Dan orang itu mengambilnya, dan menjualnya. Dan ketika ia telah menggunakan uang itu, ia kembali kepada Sang Bodhisatta, mengatakan bahwa kedua taring hanya membawa ia cukup untuk membayar hutang-hutang lamanya, dan meminta untuk sisa dari pada gading gajah Bodhisatta. Sang Bodhisatta mengabulkan, dan memberikan sisa daripada gadingnya, setelah dipotong sebagaimana sebelumnya. Dan ahli hutan itu pergi dan menjual ini juga. kembali lagi, ia berkata, "Itu tidak berguna, tuanku, Saya bagaimana juga tidak bisa hidup maka berikan Saya tunggul dari taringmu."

"Begitu, lakukanlah," menjawab Sang Bodhisatta, dan ia berbaring di bawah seperti sebelumnya. Kemudian orang celaka yang keji, memijak ke atas belalai Sang Bodhisatta, bahwa belalai suci itu yang seperti tali perak, dan memanjat dengan susah di atas Kuil Buddha yang akan datang, yang sebagaimana puncak dari gunung kelasa, menendang pada akar-akar dari taring-taring sampai ia telah melepaskan dari dagingnya. Kemudian ia mengergaji keluar tunggulnya dan berlalu pergi. Tetapi belum cukup orang celaka itu berlalu dari pandangan Sang Bodhisatta, ketika bumi yang padat itu, tak dapat dipahamkan dan kebesarannya, [322] yang dapat menyokong berat yang maha hebat dari gunung Sineru dan puncak yang melingkarinya, dengan segala kekotoran dunia. Sekarang meletus terbelah dalam sebuah celah. Seperti layaknya tidak sanggup untuk memikul beban dari semua kejahatan-kejahatan! Dan langsung api dari neraka paling bawah membungkus si tak berterima kasih, menggulung ia seperti dalam sebuah pembungkus celaka, dan menggerek ia pergi. Dan selagi orang celaka itu ditelan ke dalam perut bumi, peri pohon yang menempati hutan itu membuat gema lingkungan dengan kata-kata ini : "Malah tidak saja pemberian dari kerajaan Seantero dunia dapat memuaskan si tak berterima kasih!" Dan dalam pantun berikut ini peri itu mengajarkan kebenaran.

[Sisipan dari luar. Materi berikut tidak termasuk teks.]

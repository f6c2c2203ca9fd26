//! Terminal detection and utility scoring.

use super::draw::is_full;
use super::win::check_winner;
use crate::{Board, Player};
use tracing::instrument;

/// Checks if the game is over: someone won, or the board is full.
#[instrument]
pub fn is_terminal(board: &Board) -> bool {
    check_winner(board).is_some() || is_full(board)
}

/// Returns the score of a finished board: +1 if X won, -1 if O won,
/// 0 otherwise.
///
/// Only meaningful on terminal boards. A board still in play has no
/// winner and scores 0 by the same rule.
#[instrument]
pub fn utility(board: &Board) -> i8 {
    match check_winner(board) {
        Some(Player::X) => 1,
        Some(Player::O) => -1,
        None => 0,
    }
}
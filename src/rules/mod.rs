//! Game rules for tic-tac-toe.
//!
//! This module contains pure functions for evaluating game state
//! according to tic-tac-toe rules. Rules are separated from board
//! storage so the search engine and session wrapper can compose them
//! without carrying any state of their own.

pub mod draw;
pub mod moves;
pub mod score;
pub mod turn;
pub mod win;

pub use draw::{is_draw, is_full};
pub use moves::{apply, legal_moves};
pub use score::{is_terminal, utility};
pub use turn::to_move;
pub use win::{check_winner, WINNING_LINES};
//! Stateful game session over the pure rules.
//!
//! [`Game`] is the surface a match loop drives: it validates moves,
//! records history, and reports the outcome. All rule decisions
//! delegate to the pure functions in [`crate::rules`].

use crate::{rules, Board, Move, MoveError, Player, Position};
use serde::{Deserialize, Serialize};
use tracing::{debug, instrument};

/// Outcome of a finished game.
#[derive(Debug, Clone, Copy, PartialEq, Eq, Hash, Serialize, Deserialize)]
pub enum Outcome {
    /// Player won the game.
    Winner(Player),
    /// Game ended in a draw.
    Draw,
}

impl Outcome {
    /// Returns the winner if there is one.
    pub fn winner(&self) -> Option<Player> {
        match self {
            Outcome::Winner(player) => Some(*player),
            Outcome::Draw => None,
        }
    }

    /// Returns true if the game ended in a draw.
    pub fn is_draw(&self) -> bool {
        matches!(self, Outcome::Draw)
    }
}

impl std::fmt::Display for Outcome {
    fn fmt(&self, f: &mut std::fmt::Formatter<'_>) -> std::fmt::Result {
        match self {
            Outcome::Winner(player) => write!(f, "Player {player} wins"),
            Outcome::Draw => write!(f, "Draw"),
        }
    }
}

/// A tic-tac-toe game, in progress or finished.
///
/// The board is the single source of truth: the player to move and
/// the outcome are derived from it, so the struct cannot drift into
/// an inconsistent state.
#[derive(Debug, Clone, PartialEq, Eq, Serialize, Deserialize)]
pub struct Game {
    board: Board,
    history: Vec<Move>,
}

impl Game {
    /// Creates a new game with an empty board, X to move.
    pub fn new() -> Self {
        Self {
            board: Board::new(),
            history: Vec::new(),
        }
    }

    /// Returns the board.
    pub fn board(&self) -> &Board {
        &self.board
    }

    /// Returns the player to move.
    pub fn to_move(&self) -> Player {
        rules::to_move(&self.board)
    }

    /// Returns the move history.
    pub fn history(&self) -> &[Move] {
        &self.history
    }

    /// Returns the positions still open, in row-major order.
    pub fn open_positions(&self) -> Vec<Position> {
        rules::legal_moves(&self.board)
    }

    /// Returns true if the game is over.
    pub fn is_over(&self) -> bool {
        rules::is_terminal(&self.board)
    }

    /// Returns the outcome, or `None` while the game is in progress.
    pub fn outcome(&self) -> Option<Outcome> {
        if let Some(winner) = rules::check_winner(&self.board) {
            Some(Outcome::Winner(winner))
        } else if rules::is_full(&self.board) {
            Some(Outcome::Draw)
        } else {
            None
        }
    }

    /// Plays a move, validating it first.
    ///
    /// # Errors
    ///
    /// - [`MoveError::GameOver`] if the game is already finished.
    /// - [`MoveError::WrongPlayer`] if it is not the mover's turn.
    /// - [`MoveError::SquareOccupied`] if the target square is taken.
    #[instrument(skip(self))]
    pub fn play(&mut self, action: Move) -> Result<(), MoveError> {
        if self.is_over() {
            return Err(MoveError::GameOver);
        }
        if action.player != self.to_move() {
            return Err(MoveError::WrongPlayer(action.player));
        }
        self.board = rules::apply(&self.board, action.position)?;
        self.history.push(action);
        debug!(%action, over = self.is_over(), "move played");
        Ok(())
    }

    /// Replays a recorded move sequence from the empty board.
    ///
    /// # Errors
    ///
    /// Fails with the first invalid move's [`MoveError`].
    #[instrument]
    pub fn replay(moves: &[Move]) -> Result<Self, MoveError> {
        let mut game = Game::new();
        for &action in moves {
            game.play(action)?;
        }
        Ok(game)
    }
}

impl Default for Game {
    fn default() -> Self {
        Self::new()
    }
}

Tak berterima kasih kekurangan lebih banyak, lebih banyak ia dapat,
Tidak semua dunia dapat memuaskan napsunya.

Dengan pelajaran seperti ini peri pohon itu membuat hutan bergema lagi. Sedangkan untuk Bodhisatta, ia hidup sampai ajalnya, akhirnya ia meninggal dunia sesuai dengan apa yang ditinggalkannya.

Berkata Sang Guru, "Ini bukan pertama kali, saudara-saudara, bahwa Devadatta telah membuktikan seorang yang tak berterima kasih, ia juga sama di waktu yang lampau." Pelajarannya berakhir, Beliau menyatukan kelahiran dengan berkata, "Devadatta adalah orang yang tak berterima kasih pada waktu itu, Sariputta peri pohon, dan Saya sendiri raja gajah yang baik."

Catatan: Cf.Milinda-pancho 202, 29.
[1] Ini mengenai mata seorang Bodhisatta dalam jataka vol. III 344.9.
[2] Seekor gajah menyendiri, atau berandalan sangat berbahaya untuk dijumpai.